Mystery Movie was a "wheel show", or "umbrella program." That is, it rotated several shows within the same time slot throughout the season. In its initial 1971-1972 season, it premiered with a rotation of three detective dramas that ran on Wednesday night from 8:30-10:00 in the Eastern Time Zone.
The three original 1971-72 shows were:
- McCloud, which starred Dennis Weaver as a New Mexico lawman reassigned to the New York Police Department, had debuted the previous season as part of the hour-long NBC wheel show Four in One.
- Columbo, which starred Peter Falk as a bumbling but deceptively clever Los Angeles police detective, was a new series created from a 1968 made-for-television movie, Prescription for Murder, which starred Falk in the same role.

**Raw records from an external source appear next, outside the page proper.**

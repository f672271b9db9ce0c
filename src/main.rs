#[macro_use]
mod macros;

mod cli;
mod console;
mod dashboard;
mod error;
mod export;
mod fonts;
mod forms;
mod metadata;
mod share;
mod steps;
mod storage;
mod summary;
mod types;
mod wizard;

use clap::Parser;
use colored::Colorize;
use tracing_subscriber::{layer::SubscriberExt, util::SubscriberInitExt};

use crate::cli::{Cli, Command, Settings};
use crate::console::TerminalResponder;
use crate::error::{ServiceError, ServiceResult};
use crate::share::ConfiguredShare;
use crate::steps::StepSequencer;
use crate::export::Exporter;
use crate::storage::{JsonFileRepository, MemoryRepository, SubmissionRepository};
use crate::wizard::Wizard;

#[tokio::main]
async fn main() -> Result<(), Box<dyn std::error::Error>> {
    tracing_subscriber::registry()
        .with(
            tracing_subscriber::EnvFilter::try_from_default_env().unwrap_or_else(|_| "info".into()),
        )
        .with(tracing_subscriber::fmt::layer().with_writer(std::io::stderr))
        .init();

    let cli = Cli::parse();
    let settings = cli.settings;
    settings.validate().map_err(ServiceError::Config)?;

    let store = JsonFileRepository::new(settings.store_path());
    tracing::debug!(store = %store.path().display(), "starting {}", metadata::PKG_NAME);

    let command = cli.command.unwrap_or(Command::Wizard);
    match command {
        Command::Config => print_config(&settings, &store),
        Command::Version => println!("{} {}", metadata::PKG_NAME, metadata::PKG_VERSION),
        command if settings.dry_run => {
            let repository = MemoryRepository::with_submissions(store.load()?);
            tracing::info!("dry run: changes stay in memory");
            run(command, &repository, &settings).await?;
        }
        command => run(command, &store, &settings).await?,
    }

    Ok(())
}

async fn run<R: SubmissionRepository>(
    command: Command,
    repository: &R,
    settings: &Settings,
) -> ServiceResult<()> {
    let share_target = settings.share_target();
    let exporter = settings.exporter()?;

    match command {
        Command::Dashboard(args) => match args.action {
            Some(action) => {
                console::run_dashboard_action(action, repository, &share_target, &exporter, settings)
                    .await
            }
            None => {
                console::run_dashboard(repository, &share_target, &exporter, settings).await?;
                run_wizard(repository, &share_target, exporter, settings).await
            }
        },
        _ => run_wizard(repository, &share_target, exporter, settings).await,
    }
}

async fn run_wizard<R: SubmissionRepository>(
    repository: &R,
    share_target: &ConfiguredShare,
    exporter: Exporter,
    settings: &Settings,
) -> ServiceResult<()> {
    console::clear_screen();
    let outcome = Wizard::new(
        repository,
        share_target,
        settings.contact(),
        settings.download_path(),
    )
    .with_sequencer(StepSequencer::default().with_move_hook(console::clear_screen))
    .with_exporter(exporter)
    .run(&mut TerminalResponder::new())
    .await?;

    if let Some(id) = &outcome.submission_id {
        println!("{}", format!("Saved to the studio inbox as {id}.").green());
    }
    for path in &outcome.saved_files {
        println!("PDF saved to {}", path.display());
    }
    if outcome.completed {
        println!("{}", "Thank you! We will be in touch soon.".bold());
    }
    Ok(())
}

fn print_config(settings: &Settings, repository: &JsonFileRepository) {
    println!("store:         {}", repository.path().display());
    println!("download dir:  {}", settings.download_path().display());
    println!("studio email:  {}", settings.contact().email);
    println!("studio phone:  {}", settings.contact().phone);
    println!(
        "share command: {}",
        settings.share_command.as_deref().unwrap_or("(none, links only)")
    );
    println!("compact:       {}", settings.compact);
    println!(
        "pdf font:      {}",
        settings
            .pdf_font
            .as_ref()
            .map(|path| path.display().to_string())
            .unwrap_or_else(|| "(system default)".into())
    );
    println!("dry run:       {}", settings.dry_run);
}
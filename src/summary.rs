use colored::Colorize;
use regex::Regex;
use std::sync::LazyLock;

use crate::share::ShareMessage;
use crate::types::{QuestionnaireRecord, display_business_name};

pub const EMPTY_VALUE: &str = "(not provided yet)";

static UNSAFE_FILE_CHARS: LazyLock<Regex> =
    LazyLock::new(|| Regex::new(r#"[\\/:*?"<>|\x00-\x1f]+"#).expect("valid file name pattern"));

#[derive(Clone, Debug, PartialEq, Eq)]
pub struct SummaryItem {
    pub label: &'static str,
    pub value: String,
}

#[derive(Clone, Debug, PartialEq, Eq)]
pub struct SummarySection {
    pub title: &'static str,
    pub items: Vec<SummaryItem>,
}

/// Read-only, printable view of a record. The same document feeds the
/// terminal rendering and the PDF export, so both always agree.
#[derive(Clone, Debug, PartialEq, Eq)]
pub struct SummaryDocument {
    pub title: String,
    pub subtitle: Option<String>,
    pub sections: Vec<SummarySection>,
}

fn item(label: &'static str, value: &str) -> SummaryItem {
    SummaryItem {
        label,
        value: value.trim().to_string(),
    }
}

impl SummaryDocument {
    pub fn from_record(record: &QuestionnaireRecord) -> Self {
        let mut additional = vec![
            item("Products and services", &record.products_services),
            item("Current challenges", &record.current_challenges),
            item("Existing logo", record.existing_logo.label()),
        ];
        if record.existing_logo.is_yes() {
            additional.push(item("Previous logo details", &record.existing_logo_details));
        }
        additional.extend([
            item("Other professionals", &record.professionals_involved),
            item("Decision makers", &record.decision_makers),
            item("Inspiration", &record.inspiration_materials),
        ]);

        Self {
            title: format!("Brand profile: {}", display_business_name(record)),
            subtitle: None,
            sections: vec![
                SummarySection {
                    title: "Business details",
                    items: vec![
                        item("Business name", &record.business_name),
                        item("In one line", &record.one_line_description),
                        item("Goal", &record.business_goal),
                    ],
                },
                SummarySection {
                    title: "Vision and values",
                    items: vec![
                        item("Vision", &record.vision),
                        item("Core values", &record.core_values),
                        item("Differentiator", &record.unique_selling_point),
                        item("Main message", &record.main_message),
                        item("Desired emotion", &record.desired_emotion),
                    ],
                },
                SummarySection {
                    title: "Target audience",
                    items: vec![
                        item("Audience", &record.target_audience),
                        item("Ideal client", &record.ideal_client_profile),
                        item("Client challenges", &record.client_challenges),
                    ],
                },
                SummarySection {
                    title: "Design and style",
                    items: vec![
                        item("Preferred style", &record.preferred_style),
                        item("Liked designs", &record.liked_designs),
                        item("Brand colours", &record.brand_colors),
                        item("Colours to avoid", &record.avoid_colors),
                        item("Fonts", &record.font_types),
                        item("Brand scale", record.vibe_scale.label()),
                    ],
                },
                SummarySection {
                    title: "Additional information",
                    items: additional,
                },
            ],
        }
    }

    pub fn with_subtitle(mut self, subtitle: impl Into<String>) -> Self {
        self.subtitle = Some(subtitle.into());
        self
    }

    pub fn plain_text(&self) -> String {
        let mut out = String::new();
        out.push_str(&self.title);
        out.push('\n');
        if let Some(subtitle) = &self.subtitle {
            out.push_str(subtitle);
            out.push('\n');
        }
        for section in &self.sections {
            out.push_str(&format!("\n--- {} ---\n", section.title));
            for entry in &section.items {
                let value = if entry.value.is_empty() { EMPTY_VALUE } else { &entry.value };
                out.push_str(&format!("{}: {}\n", entry.label, value));
            }
        }
        out
    }

    pub fn terminal_text(&self) -> String {
        let mut out = format!("{}\n", self.title.bold());
        if let Some(subtitle) = &self.subtitle {
            out.push_str(&format!("{}\n", subtitle.dimmed()));
        }
        for section in &self.sections {
            out.push_str(&format!("\n{} {}\n", "▌".cyan(), section.title.bold()));
            for entry in &section.items {
                let value = if entry.value.is_empty() {
                    EMPTY_VALUE.dimmed().italic().to_string()
                } else {
                    entry.value.clone()
                };
                out.push_str(&format!("  {} {}\n", format!("{}:", entry.label).cyan(), value));
            }
        }
        out
    }
}

/// `brand-brief-<name>.pdf`, falling back to `new-business` for a blank name.
pub fn export_file_name(record: &QuestionnaireRecord) -> String {
    let cleaned = UNSAFE_FILE_CHARS.replace_all(record.business_name.trim(), "-");
    let cleaned = cleaned.trim_matches(|c: char| c == '-' || c == '.' || c.is_whitespace());
    let stem = if cleaned.is_empty() { "new-business" } else { cleaned };
    format!("brand-brief-{stem}.pdf")
}

pub fn share_title(record: &QuestionnaireRecord) -> String {
    format!("Brand questionnaire - {}", display_business_name(record))
}

/// Short caption attached to a shared file or a messaging deep link.
pub fn share_caption(record: &QuestionnaireRecord) -> String {
    format!(
        "Hi! Here is the brand questionnaire for {}: {}",
        display_business_name(record),
        if record.one_line_description.trim().is_empty() {
            EMPTY_VALUE
        } else {
            record.one_line_description.trim()
        }
    )
}

pub fn email_subject(record: &QuestionnaireRecord) -> String {
    share_title(record)
}

/// Email body listing every answer, signed with the business name.
pub fn email_body(record: &QuestionnaireRecord) -> String {
    let signature = match record.business_name.trim() {
        "" => "Questionnaire respondent",
        name => name,
    };
    format!(
        "Hello, attached is the brand questionnaire I filled in.\n\n{}\nBest regards,\n{signature}\n",
        SummaryDocument::from_record(record).plain_text()
    )
}

/// Texts used when sending a record's brief to the studio.
pub fn share_message(record: &QuestionnaireRecord) -> ShareMessage {
    ShareMessage {
        title: share_title(record),
        caption: share_caption(record),
        email_subject: email_subject(record),
        email_body: email_body(record),
    }
}

#[cfg(test)]
mod tests {
    use super::*;
    use crate::types::LogoFlag;

    fn acme() -> QuestionnaireRecord {
        QuestionnaireRecord {
            business_name: "Acme".into(),
            one_line_description: "Widgets".into(),
            ..Default::default()
        }
    }

    #[test]
    fn renders_answers_verbatim() {
        let doc = SummaryDocument::from_record(&acme());
        let text = doc.plain_text();
        assert!(text.contains("Business name: Acme"));
        assert!(text.contains("In one line: Widgets"));
        assert!(text.contains(&format!("Vision: {EMPTY_VALUE}")));
        assert!(text.contains("Brand scale: Balanced"));
        assert!(doc.terminal_text().contains("Widgets"));
    }

    #[test]
    fn logo_details_only_listed_when_flag_set() {
        let mut record = acme();
        record.existing_logo_details = "Blue circle".into();
        assert!(!SummaryDocument::from_record(&record).plain_text().contains("Blue circle"));

        record.existing_logo = LogoFlag::Yes;
        assert!(SummaryDocument::from_record(&record)
            .plain_text()
            .contains("Previous logo details: Blue circle"));
    }

    #[test]
    fn email_and_caption_carry_the_answers() {
        let record = acme();
        assert_eq!(email_subject(&record), "Brand questionnaire - Acme");
        let body = email_body(&record);
        assert!(body.contains("Business name: Acme"));
        assert!(body.contains("In one line: Widgets"));
        assert!(body.trim_end().ends_with("Acme"));
        let caption = share_caption(&record);
        assert!(caption.contains("Acme") && caption.contains("Widgets"));

        let blank = email_body(&QuestionnaireRecord::default());
        assert!(blank.trim_end().ends_with("Questionnaire respondent"));
    }

    #[test]
    fn file_names_are_sanitized() {
        assert_eq!(export_file_name(&acme()), "brand-brief-Acme.pdf");
        assert_eq!(
            export_file_name(&QuestionnaireRecord::default()),
            "brand-brief-new-business.pdf"
        );
        let record = QuestionnaireRecord {
            business_name: "A/B: \"Studio\"".into(),
            ..Default::default()
        };
        let name = export_file_name(&record);
        assert!(!name.contains('/') && !name.contains(':') && !name.contains('"'));
        assert!(name.starts_with("brand-brief-A-B"));
    }
}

- McMillan and Wife was a new show that starred Rock Hudson and Susan St. James as a husband-and-wife crime-fighting duo. Hudson's character was the San Francisco police commissioner.
The umbrella series was counted a great success in its first season and finished at number 14 in the Nielsen ratings for the 1971-72 season. Columbo was nominated for eight Emmy Awards and won in four categories.
The success of Mystery Movie prompted NBC to move the original three shows to the competitive 8:30-10:00 Sunday evening for the second season as The NBC Sunday Mystery Movie. A fourth series, Hec Ramsey, starring Richard Boone as a crime-fighter in the Old West, was added to the rotation.
In addition, a clone of the umbrella series, The NBC Wednesday Mystery Movie debuted in the original time slot and featured three new shows:
- Banacek, starred George Peppard as a free-lance insurance investigator in Boston.
- Cool Million
- Madigan
The Mystery Movie theme music was composed by Henry Mancini.